■ **DATA FOR PROCESSING**
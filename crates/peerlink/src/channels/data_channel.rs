//! Single active data channel

use super::messages::{Message, MessageLog, Origin};
use crate::config::IncomingChannelPolicy;
use crate::event::{ChannelId, DataChannelEvent, PeerId};
use crate::notify::{Notification, Notifier};
use crate::signaling::{validate_peer_id, SignalingTransport};
use crate::{Error, Result};
use std::sync::Arc;
use tracing::{debug, info, warn};

/// Data channel state
#[derive(Debug, Clone, Copy, PartialEq, Eq)]
pub enum DataChannelState {
    /// Requested, not yet usable
    Connecting,
    /// Open and ready for messages
    Open,
    /// Closed
    Closed,
}

/// Who opened the channel
#[derive(Debug, Clone, Copy, PartialEq, Eq)]
pub enum ChannelDirection {
    /// Opened by this process
    Outbound,
    /// Opened by the remote peer
    Inbound,
}

/// Per-channel traffic counters
#[derive(Debug, Clone, Copy, Default, PartialEq, Eq)]
pub struct DataChannelStats {
    /// Messages sent
    pub messages_sent: u64,
    /// Messages received
    pub messages_received: u64,
    /// Payload bytes sent
    pub bytes_sent: u64,
    /// Payload bytes received
    pub bytes_received: u64,
}

/// The tracked data channel
#[derive(Debug)]
pub struct DataChannel {
    id: ChannelId,
    remote: PeerId,
    direction: ChannelDirection,
    state: DataChannelState,
    stats: DataChannelStats,
}

impl DataChannel {
    fn new(id: ChannelId, remote: PeerId, direction: ChannelDirection) -> Self {
        Self {
            id,
            remote,
            direction,
            state: DataChannelState::Connecting,
            stats: DataChannelStats::default(),
        }
    }

    /// Transport channel id
    pub fn id(&self) -> &str {
        &self.id
    }

    /// Peer on the other end
    pub fn remote(&self) -> &str {
        &self.remote
    }

    /// Who opened the channel
    pub fn direction(&self) -> ChannelDirection {
        self.direction
    }

    /// Current state
    pub fn state(&self) -> DataChannelState {
        self.state
    }

    /// Traffic counters
    pub fn stats(&self) -> DataChannelStats {
        self.stats
    }

    fn set_state(&mut self, new_state: DataChannelState) {
        if self.state != new_state {
            debug!(
                "Data channel {} ({}) state transition: {:?} -> {:?}",
                self.id, self.remote, self.state, new_state
            );
            self.state = new_state;
        }
    }
}

/// Opens, accepts and tracks the single active data channel
///
/// Owns the message log: every successful send and every payload received on
/// the tracked channel appends exactly one [`Message`].
pub struct DataChannelManager {
    transport: Arc<dyn SignalingTransport>,
    policy: IncomingChannelPolicy,
    active: Option<DataChannel>,
    log: MessageLog,
    notifier: Notifier,
}

impl DataChannelManager {
    pub(crate) fn new(
        transport: Arc<dyn SignalingTransport>,
        policy: IncomingChannelPolicy,
        notifier: Notifier,
    ) -> Self {
        Self {
            transport,
            policy,
            active: None,
            log: MessageLog::new(),
            notifier,
        }
    }

    /// The tracked channel, if any
    pub fn active(&self) -> Option<&DataChannel> {
        self.active.as_ref()
    }

    /// Whether the tracked channel can carry payload
    pub fn is_open(&self) -> bool {
        self.active
            .as_ref()
            .is_some_and(|c| c.state == DataChannelState::Open)
    }

    /// All messages in observed order
    pub fn messages(&self) -> &[Message] {
        self.log.messages()
    }

    /// Request a channel to `remote`
    ///
    /// The identifier is validated before the transport is contacted. A
    /// previously tracked channel is closed first.
    pub async fn connect(&mut self, remote: &str) -> Result<ChannelId> {
        let remote = validate_peer_id(remote)?;

        if self.active.is_some() {
            self.close().await;
        }

        info!("Opening data channel to {}", remote);
        let id = self.transport.connect(remote).await?;
        self.active = Some(DataChannel::new(
            id.clone(),
            remote.to_string(),
            ChannelDirection::Outbound,
        ));

        Ok(id)
    }

    /// Handle an inbound channel request according to the configured policy
    ///
    /// Returns true if the new channel is now the tracked one.
    pub async fn accept(&mut self, channel: ChannelId, remote: PeerId) -> bool {
        if let Some(current) = &self.active {
            match self.policy {
                IncomingChannelPolicy::RejectWhileBusy => {
                    warn!(
                        "Rejecting inbound channel {} from {}: channel {} to {} is active",
                        channel, remote, current.id, current.remote
                    );
                    if let Err(e) = self.transport.close_channel(&channel).await {
                        warn!("Failed to close rejected channel {}: {}", channel, e);
                    }
                    return false;
                }
                IncomingChannelPolicy::ReplaceAndClose => {
                    info!(
                        "Inbound channel {} from {} replaces channel {}",
                        channel, remote, current.id
                    );
                    self.close().await;
                }
            }
        }

        info!("Accepted inbound data channel {} from {}", channel, remote);
        self.active = Some(DataChannel::new(channel, remote, ChannelDirection::Inbound));
        true
    }

    /// Send a text payload on the open channel and record it
    pub async fn send(&mut self, payload: &str) -> Result<Message> {
        let channel = match self.active.as_mut() {
            Some(c) if c.state == DataChannelState::Open => c,
            _ => return Err(Error::NotConnected),
        };

        if payload.is_empty() {
            return Err(Error::EmptyPayload);
        }

        self.transport.send(&channel.id, payload).await?;
        channel.stats.messages_sent += 1;
        channel.stats.bytes_sent += payload.len() as u64;

        let message = self.log.append(Origin::Local, payload).clone();
        debug!("Sent message #{} on channel {}", message.sequence, channel.id);
        self.notifier
            .notify(Notification::MessageAppended(message.clone()));

        Ok(message)
    }

    /// Apply an event raised for `channel`
    pub fn handle_event(&mut self, channel: &str, event: DataChannelEvent) {
        let Some(current) = self.active.as_mut().filter(|c| c.id == channel) else {
            debug!("Ignoring {:?} for untracked channel {}", event, channel);
            return;
        };

        match event {
            DataChannelEvent::Opened => {
                current.set_state(DataChannelState::Open);
                info!("Data channel to {} is open", current.remote);
                self.notifier.notify(Notification::ChannelOpened {
                    remote: current.remote.clone(),
                });
            }
            DataChannelEvent::PayloadReceived(bytes) => {
                current.stats.messages_received += 1;
                current.stats.bytes_received += bytes.len() as u64;

                let payload = String::from_utf8_lossy(&bytes).into_owned();
                let message = self.log.append(Origin::Remote, payload).clone();
                debug!(
                    "Received message #{} on channel {}",
                    message.sequence, current.id
                );
                self.notifier.notify(Notification::MessageAppended(message));
            }
            DataChannelEvent::Closed => {
                current.set_state(DataChannelState::Closed);
                info!("Data channel to {} closed by remote", current.remote);
                let remote = current.remote.clone();
                self.active = None;
                self.notifier.notify(Notification::ChannelClosed { remote });
            }
        }
    }

    /// Close the tracked channel; no-op when there is none
    pub async fn close(&mut self) {
        let Some(mut channel) = self.active.take() else {
            return;
        };

        if let Err(e) = self.transport.close_channel(&channel.id).await {
            warn!("Failed to close data channel {}: {}", channel.id, e);
        }
        channel.set_state(DataChannelState::Closed);
        info!(
            "Closed data channel to {} (sent: {}, received: {})",
            channel.remote, channel.stats.messages_sent, channel.stats.messages_received
        );

        self.notifier.notify(Notification::ChannelClosed {
            remote: channel.remote,
        });
    }
}

#[cfg(test)]
mod tests {
    use super::*;
    use crate::testing::{RecordingTransport, TransportRequest};
    use bytes::Bytes;
    use tokio::sync::mpsc::UnboundedReceiver;

    fn manager(
        policy: IncomingChannelPolicy,
    ) -> (
        DataChannelManager,
        Arc<RecordingTransport>,
        UnboundedReceiver<Notification>,
    ) {
        let transport = Arc::new(RecordingTransport::new());
        let (notifier, rx) = Notifier::channel();
        (
            DataChannelManager::new(transport.clone(), policy, notifier),
            transport,
            rx,
        )
    }

    #[tokio::test]
    async fn test_empty_target_rejected_before_transport() {
        let (mut channels, transport, _rx) = manager(IncomingChannelPolicy::default());

        assert!(matches!(
            channels.connect("").await,
            Err(Error::InvalidTarget(_))
        ));
        assert!(transport.requests().is_empty());
    }

    #[tokio::test]
    async fn test_send_requires_open_channel() {
        let (mut channels, transport, _rx) = manager(IncomingChannelPolicy::default());

        assert!(matches!(channels.send("hi").await, Err(Error::NotConnected)));

        let id = channels.connect("xyz789").await.unwrap();
        assert!(matches!(channels.send("hi").await, Err(Error::NotConnected)));
        assert!(channels.messages().is_empty());

        channels.handle_event(&id, DataChannelEvent::Opened);
        let message = channels.send("hi").await.unwrap();
        assert_eq!(message.sequence, 1);
        assert_eq!(message.origin, Origin::Local);
        assert_eq!(
            transport.count(|r| matches!(r, TransportRequest::Send { .. })),
            1
        );
    }

    #[tokio::test]
    async fn test_empty_payload_rejected() {
        let (mut channels, transport, _rx) = manager(IncomingChannelPolicy::default());
        let id = channels.connect("xyz789").await.unwrap();
        channels.handle_event(&id, DataChannelEvent::Opened);

        assert!(matches!(channels.send("").await, Err(Error::EmptyPayload)));
        assert_eq!(
            transport.count(|r| matches!(r, TransportRequest::Send { .. })),
            0
        );
    }

    #[tokio::test]
    async fn test_failed_send_appends_nothing() {
        let (mut channels, transport, _rx) = manager(IncomingChannelPolicy::default());
        let id = channels.connect("xyz789").await.unwrap();
        channels.handle_event(&id, DataChannelEvent::Opened);

        transport.fail_requests(true);
        assert!(matches!(
            channels.send("lost").await,
            Err(Error::Signaling(_))
        ));
        assert!(channels.messages().is_empty());
    }

    #[tokio::test]
    async fn test_payloads_interleave_in_observed_order() {
        let (mut channels, _transport, _rx) = manager(IncomingChannelPolicy::default());
        let id = channels.connect("xyz789").await.unwrap();
        channels.handle_event(&id, DataChannelEvent::Opened);

        channels.handle_event(
            &id,
            DataChannelEvent::PayloadReceived(Bytes::from_static(b"one")),
        );
        channels.send("two").await.unwrap();
        channels.handle_event(
            &id,
            DataChannelEvent::PayloadReceived(Bytes::from_static(b"three")),
        );

        let log: Vec<(u64, Origin, &str)> = channels
            .messages()
            .iter()
            .map(|m| (m.sequence, m.origin, m.payload.as_str()))
            .collect();
        assert_eq!(
            log,
            vec![
                (1, Origin::Remote, "one"),
                (2, Origin::Local, "two"),
                (3, Origin::Remote, "three"),
            ]
        );

        let stats = channels.active().unwrap().stats();
        assert_eq!(stats.messages_received, 2);
        assert_eq!(stats.bytes_sent, 3);
    }

    #[tokio::test]
    async fn test_stale_channel_payload_dropped() {
        let (mut channels, _transport, _rx) = manager(IncomingChannelPolicy::default());
        channels.connect("xyz789").await.unwrap();

        channels.handle_event(
            "some-other-channel",
            DataChannelEvent::PayloadReceived(Bytes::from_static(b"ghost")),
        );
        assert!(channels.messages().is_empty());
    }

    #[tokio::test]
    async fn test_replace_policy_closes_previous_channel() {
        let (mut channels, transport, _rx) = manager(IncomingChannelPolicy::ReplaceAndClose);

        assert!(channels.accept("c1".into(), "alice".into()).await);
        assert!(channels.accept("c2".into(), "bob".into()).await);

        assert_eq!(channels.active().unwrap().id(), "c2");
        assert_eq!(
            transport.requests(),
            vec![TransportRequest::CloseChannel {
                channel: "c1".to_string()
            }]
        );
    }

    #[tokio::test]
    async fn test_reject_policy_keeps_current_channel() {
        let (mut channels, transport, _rx) = manager(IncomingChannelPolicy::RejectWhileBusy);

        assert!(channels.accept("c1".into(), "alice".into()).await);
        assert!(!channels.accept("c2".into(), "bob".into()).await);

        assert_eq!(channels.active().unwrap().id(), "c1");
        assert_eq!(
            transport.requests(),
            vec![TransportRequest::CloseChannel {
                channel: "c2".to_string()
            }]
        );
    }

    #[tokio::test]
    async fn test_close_is_idempotent() {
        let (mut channels, transport, mut rx) = manager(IncomingChannelPolicy::default());
        channels.close().await;

        let id = channels.connect("xyz789").await.unwrap();
        channels.close().await;
        channels.close().await;

        assert!(channels.active().is_none());
        assert_eq!(
            transport.count(|r| matches!(r, TransportRequest::CloseChannel { channel } if *channel == id)),
            1
        );
        assert!(matches!(
            rx.recv().await,
            Some(Notification::ChannelClosed { remote }) if remote == "xyz789"
        ));
    }

    #[tokio::test]
    async fn test_remote_close_clears_channel() {
        let (mut channels, _transport, _rx) = manager(IncomingChannelPolicy::default());
        let id = channels.connect("xyz789").await.unwrap();
        channels.handle_event(&id, DataChannelEvent::Opened);
        channels.handle_event(&id, DataChannelEvent::Closed);

        assert!(channels.active().is_none());
        assert!(matches!(channels.send("hi").await, Err(Error::NotConnected)));
    }
}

■ **TASK GOAL**
Take every line from the data that contains the word "enum".

■ **FINAL ANSWER**
pub enum DataChannelState {
pub enum ChannelDirection {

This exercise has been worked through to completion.